Stop punishing kids. Stop grading them like factory workers or defective
products. Stop putting them all in one classroom. Change their course work to
be more interactive and make an environment where people can naturally be
social...

I follow this Japanese light novel where they simulate real world in a school
setting. The school campus has everything - malls, bars, gaming areas, hair
saloons, library, parks and everything else you would visit outside the
campus. Students are given monthly allowance based on the performance of their
classes and live inside the campus until graduation on their own. I wonder how
feasible it would be to create something like that.

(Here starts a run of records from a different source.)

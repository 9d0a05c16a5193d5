use std::sync::Arc;

use super::{Table, TableRef};
use crate::error::Result;
use crate::schema::TableMetadata;
use crate::value::Value;

/// Value substitutions applied when reading a table
///
/// Whole-value replacements are checked first; substring replacements only
/// apply to text values that had no whole-value match.
#[derive(Debug, Clone, Default)]
pub struct Replacements {
    values: Vec<(Value, Value)>,
    substrings: Vec<(String, String)>,
}

impl Replacements {
    /// Empty replacement set
    pub fn new() -> Self {
        Self::default()
    }

    /// Replace every value equal to `original`
    #[must_use]
    pub fn value(mut self, original: impl Into<Value>, replacement: impl Into<Value>) -> Self {
        self.values.push((original.into(), replacement.into()));
        self
    }

    /// Replace `original` inside text values
    #[must_use]
    pub fn substring(
        mut self,
        original: impl Into<String>,
        replacement: impl Into<String>,
    ) -> Self {
        self.substrings.push((original.into(), replacement.into()));
        self
    }

    /// Apply the replacements to one value
    pub fn apply(&self, value: Value) -> Value {
        let exact = self.values.iter().find(|(original, _)| *original == value);
        if let Some((_, replacement)) = exact {
            return replacement.clone();
        }
        match value {
            Value::Text(text) if !self.substrings.is_empty() => Value::Text(
                self.substrings
                    .iter()
                    .fold(text, |acc, (from, to)| acc.replace(from.as_str(), to)),
            ),
            other => other,
        }
    }
}

/// Table view applying [`Replacements`] to every value read
pub struct ReplacementTable {
    inner: TableRef,
    replacements: Arc<Replacements>,
}

impl ReplacementTable {
    /// Wrap `inner`
    pub fn new(inner: TableRef, replacements: Arc<Replacements>) -> Self {
        Self {
            inner,
            replacements,
        }
    }
}

impl Table for ReplacementTable {
    fn metadata(&self) -> &TableMetadata {
        self.inner.metadata()
    }

    fn row_count(&self) -> Result<usize> {
        self.inner.row_count()
    }

    fn value(&self, row: usize, column: &str) -> Result<Value> {
        Ok(self.replacements.apply(self.inner.value(row, column)?))
    }
}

People who think that getting bullied or living in a toxic place when you have
no experience in dealing with it is great make me sad. Not everyone has a
decent life at home (some have dysfunctional families). For those people, it's
misery on top of misery. And then there are folks with autism, bipolar and
ADHD.

I was dealing with both. Broken for 2 years now. I don't have any goals,
dreams or plans that I had before. Now I have to fight against pessimism at
every point and is getting harder to socialize each passing days.

I have a different outlook on life now that people find very controversial or
against their moral compass. But I can justify it. The disconnection keeps
growing even if you quit.

Life gets better motto stings and disconnect me from others because I can't
remember a single nice memory that isn't reading something obscure on the
internet or communicating with other internet dwellers.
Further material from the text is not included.